How many lines of the data hold the word "starts"? State the number and nothing else.

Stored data

........

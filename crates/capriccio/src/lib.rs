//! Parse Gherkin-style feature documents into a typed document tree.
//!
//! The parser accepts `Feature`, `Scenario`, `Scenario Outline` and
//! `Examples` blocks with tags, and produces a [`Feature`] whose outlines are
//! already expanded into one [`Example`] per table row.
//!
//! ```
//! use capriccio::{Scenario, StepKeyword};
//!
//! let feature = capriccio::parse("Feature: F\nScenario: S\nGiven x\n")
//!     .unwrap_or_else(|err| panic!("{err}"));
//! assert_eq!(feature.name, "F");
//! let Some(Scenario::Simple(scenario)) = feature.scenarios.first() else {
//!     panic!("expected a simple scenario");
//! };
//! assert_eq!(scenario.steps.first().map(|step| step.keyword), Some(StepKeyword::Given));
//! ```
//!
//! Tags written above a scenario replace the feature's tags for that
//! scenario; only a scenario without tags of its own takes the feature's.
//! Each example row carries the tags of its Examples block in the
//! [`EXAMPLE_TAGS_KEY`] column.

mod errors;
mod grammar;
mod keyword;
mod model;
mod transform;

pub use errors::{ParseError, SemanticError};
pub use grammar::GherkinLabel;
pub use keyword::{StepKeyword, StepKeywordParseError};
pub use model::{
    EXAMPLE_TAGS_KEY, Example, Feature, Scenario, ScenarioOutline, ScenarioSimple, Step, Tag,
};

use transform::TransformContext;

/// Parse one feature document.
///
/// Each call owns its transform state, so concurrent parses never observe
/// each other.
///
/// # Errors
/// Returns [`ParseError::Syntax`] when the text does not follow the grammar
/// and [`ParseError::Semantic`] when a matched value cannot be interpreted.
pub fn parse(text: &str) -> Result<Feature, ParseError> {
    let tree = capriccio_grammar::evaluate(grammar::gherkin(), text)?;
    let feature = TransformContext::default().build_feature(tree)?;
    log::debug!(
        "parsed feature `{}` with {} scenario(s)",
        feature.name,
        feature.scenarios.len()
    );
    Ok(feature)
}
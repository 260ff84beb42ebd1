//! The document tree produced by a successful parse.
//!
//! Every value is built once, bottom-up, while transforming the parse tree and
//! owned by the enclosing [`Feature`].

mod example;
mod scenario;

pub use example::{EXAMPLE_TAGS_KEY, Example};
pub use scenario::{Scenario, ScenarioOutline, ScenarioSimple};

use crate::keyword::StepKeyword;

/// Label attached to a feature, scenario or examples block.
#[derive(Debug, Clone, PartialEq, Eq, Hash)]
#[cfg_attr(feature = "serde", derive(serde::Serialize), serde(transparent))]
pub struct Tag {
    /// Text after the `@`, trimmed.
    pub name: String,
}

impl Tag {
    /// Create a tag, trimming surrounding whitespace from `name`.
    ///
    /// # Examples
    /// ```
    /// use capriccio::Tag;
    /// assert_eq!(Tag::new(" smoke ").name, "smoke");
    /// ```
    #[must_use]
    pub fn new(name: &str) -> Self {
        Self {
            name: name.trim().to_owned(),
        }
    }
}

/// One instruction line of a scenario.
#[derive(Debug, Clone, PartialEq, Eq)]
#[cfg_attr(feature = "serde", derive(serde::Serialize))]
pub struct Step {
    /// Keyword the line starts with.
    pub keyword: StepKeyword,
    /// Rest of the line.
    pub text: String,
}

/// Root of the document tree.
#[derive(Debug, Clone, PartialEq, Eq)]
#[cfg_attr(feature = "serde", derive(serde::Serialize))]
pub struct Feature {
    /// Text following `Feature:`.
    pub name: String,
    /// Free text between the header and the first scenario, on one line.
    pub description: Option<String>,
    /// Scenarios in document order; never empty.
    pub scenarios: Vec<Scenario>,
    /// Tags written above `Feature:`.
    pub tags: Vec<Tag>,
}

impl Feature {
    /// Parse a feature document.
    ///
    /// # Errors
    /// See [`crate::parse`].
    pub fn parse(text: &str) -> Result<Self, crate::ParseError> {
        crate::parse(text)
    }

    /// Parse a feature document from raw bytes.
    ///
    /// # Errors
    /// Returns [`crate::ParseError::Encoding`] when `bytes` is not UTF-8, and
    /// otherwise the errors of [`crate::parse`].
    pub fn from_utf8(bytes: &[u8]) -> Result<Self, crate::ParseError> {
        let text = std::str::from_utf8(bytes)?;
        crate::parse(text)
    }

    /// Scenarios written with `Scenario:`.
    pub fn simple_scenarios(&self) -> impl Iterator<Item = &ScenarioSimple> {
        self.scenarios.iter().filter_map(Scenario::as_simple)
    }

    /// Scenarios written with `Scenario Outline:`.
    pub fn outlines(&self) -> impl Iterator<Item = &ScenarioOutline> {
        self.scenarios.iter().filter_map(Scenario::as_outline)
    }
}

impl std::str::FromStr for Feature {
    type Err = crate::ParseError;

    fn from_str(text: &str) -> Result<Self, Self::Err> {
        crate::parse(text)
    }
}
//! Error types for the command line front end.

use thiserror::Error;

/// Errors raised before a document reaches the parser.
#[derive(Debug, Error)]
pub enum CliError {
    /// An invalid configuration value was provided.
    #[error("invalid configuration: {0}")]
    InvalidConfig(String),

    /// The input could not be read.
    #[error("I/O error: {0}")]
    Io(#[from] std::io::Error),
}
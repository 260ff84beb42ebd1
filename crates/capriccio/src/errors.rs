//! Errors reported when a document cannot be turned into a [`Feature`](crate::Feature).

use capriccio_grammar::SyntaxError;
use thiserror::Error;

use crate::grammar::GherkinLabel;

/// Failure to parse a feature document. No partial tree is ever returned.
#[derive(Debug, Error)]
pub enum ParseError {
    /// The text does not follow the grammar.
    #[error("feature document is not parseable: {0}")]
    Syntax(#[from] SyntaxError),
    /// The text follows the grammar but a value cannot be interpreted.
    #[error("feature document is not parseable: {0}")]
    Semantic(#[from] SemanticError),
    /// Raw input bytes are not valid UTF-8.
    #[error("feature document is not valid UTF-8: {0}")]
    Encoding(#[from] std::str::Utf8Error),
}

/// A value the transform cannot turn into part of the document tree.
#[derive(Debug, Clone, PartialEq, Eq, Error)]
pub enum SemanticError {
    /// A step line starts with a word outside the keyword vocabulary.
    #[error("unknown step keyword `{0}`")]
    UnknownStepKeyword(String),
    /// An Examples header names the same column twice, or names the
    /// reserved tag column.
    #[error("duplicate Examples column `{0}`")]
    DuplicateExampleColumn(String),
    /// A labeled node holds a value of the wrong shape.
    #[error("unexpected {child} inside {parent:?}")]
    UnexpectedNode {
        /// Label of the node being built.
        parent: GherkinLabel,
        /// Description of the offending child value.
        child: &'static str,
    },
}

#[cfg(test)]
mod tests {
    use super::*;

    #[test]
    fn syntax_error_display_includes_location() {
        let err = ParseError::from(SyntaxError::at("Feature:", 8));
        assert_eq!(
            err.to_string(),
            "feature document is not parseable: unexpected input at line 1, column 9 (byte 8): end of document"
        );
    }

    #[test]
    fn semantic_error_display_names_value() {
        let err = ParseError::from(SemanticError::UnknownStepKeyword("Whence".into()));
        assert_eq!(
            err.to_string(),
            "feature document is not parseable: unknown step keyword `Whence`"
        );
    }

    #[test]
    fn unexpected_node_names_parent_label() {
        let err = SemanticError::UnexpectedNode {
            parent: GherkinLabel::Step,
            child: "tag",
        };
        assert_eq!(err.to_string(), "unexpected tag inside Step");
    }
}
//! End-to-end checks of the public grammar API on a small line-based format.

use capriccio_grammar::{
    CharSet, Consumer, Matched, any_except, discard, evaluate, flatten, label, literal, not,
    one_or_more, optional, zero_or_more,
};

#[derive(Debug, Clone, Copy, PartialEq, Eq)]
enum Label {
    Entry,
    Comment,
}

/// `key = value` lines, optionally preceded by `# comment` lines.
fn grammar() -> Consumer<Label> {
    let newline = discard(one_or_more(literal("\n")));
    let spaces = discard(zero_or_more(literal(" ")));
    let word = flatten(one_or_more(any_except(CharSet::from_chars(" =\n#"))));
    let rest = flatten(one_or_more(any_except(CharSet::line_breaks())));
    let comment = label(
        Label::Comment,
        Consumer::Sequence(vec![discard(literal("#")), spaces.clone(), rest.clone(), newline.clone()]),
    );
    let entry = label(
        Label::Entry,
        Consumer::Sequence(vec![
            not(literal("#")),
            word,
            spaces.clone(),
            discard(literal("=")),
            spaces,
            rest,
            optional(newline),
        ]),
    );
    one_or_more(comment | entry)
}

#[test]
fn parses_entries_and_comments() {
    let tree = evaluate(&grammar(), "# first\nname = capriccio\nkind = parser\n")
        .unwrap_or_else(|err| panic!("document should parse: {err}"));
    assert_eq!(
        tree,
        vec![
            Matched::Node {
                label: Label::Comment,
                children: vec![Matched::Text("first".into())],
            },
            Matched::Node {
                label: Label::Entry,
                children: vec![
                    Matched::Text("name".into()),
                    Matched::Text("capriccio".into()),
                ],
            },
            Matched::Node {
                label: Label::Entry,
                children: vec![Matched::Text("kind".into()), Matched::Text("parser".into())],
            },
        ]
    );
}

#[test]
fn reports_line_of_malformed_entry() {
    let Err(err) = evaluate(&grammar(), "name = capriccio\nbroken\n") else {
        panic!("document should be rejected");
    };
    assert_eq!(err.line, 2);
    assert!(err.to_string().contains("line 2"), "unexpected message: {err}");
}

........

[Exercise response]
2